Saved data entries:
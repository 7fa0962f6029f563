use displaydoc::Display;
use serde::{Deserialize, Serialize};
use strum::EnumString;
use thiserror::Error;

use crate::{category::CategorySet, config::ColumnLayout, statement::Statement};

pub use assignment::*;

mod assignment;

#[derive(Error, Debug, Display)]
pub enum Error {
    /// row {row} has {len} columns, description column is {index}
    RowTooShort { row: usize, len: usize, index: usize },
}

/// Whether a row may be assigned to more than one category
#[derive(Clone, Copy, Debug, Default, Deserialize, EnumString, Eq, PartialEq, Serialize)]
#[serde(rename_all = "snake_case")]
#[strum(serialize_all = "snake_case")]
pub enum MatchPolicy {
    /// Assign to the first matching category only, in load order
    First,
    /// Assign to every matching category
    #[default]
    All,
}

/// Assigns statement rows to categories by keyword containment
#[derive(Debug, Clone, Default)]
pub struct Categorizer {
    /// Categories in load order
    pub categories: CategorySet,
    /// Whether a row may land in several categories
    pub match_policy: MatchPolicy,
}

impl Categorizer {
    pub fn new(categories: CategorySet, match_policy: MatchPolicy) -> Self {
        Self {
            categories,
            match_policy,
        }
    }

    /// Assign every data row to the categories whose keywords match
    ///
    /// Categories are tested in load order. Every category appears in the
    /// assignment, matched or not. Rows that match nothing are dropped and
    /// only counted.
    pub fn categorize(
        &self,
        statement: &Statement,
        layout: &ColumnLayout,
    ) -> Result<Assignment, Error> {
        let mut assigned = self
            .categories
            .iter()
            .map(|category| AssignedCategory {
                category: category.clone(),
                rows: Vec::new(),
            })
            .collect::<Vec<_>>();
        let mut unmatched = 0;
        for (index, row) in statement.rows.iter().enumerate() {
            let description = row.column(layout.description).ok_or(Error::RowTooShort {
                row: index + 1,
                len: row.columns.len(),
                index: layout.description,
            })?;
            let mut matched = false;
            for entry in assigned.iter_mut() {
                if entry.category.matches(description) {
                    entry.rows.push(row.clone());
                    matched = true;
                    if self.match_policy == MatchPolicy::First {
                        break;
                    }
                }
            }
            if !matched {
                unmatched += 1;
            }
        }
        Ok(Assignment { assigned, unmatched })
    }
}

▶ **The problem**
Check every line above for the string "unmatched" and copy those that have it.

▶ **Answer to the exercise**
        let mut unmatched = 0;
                unmatched += 1;
        Ok(Assignment { assigned, unmatched })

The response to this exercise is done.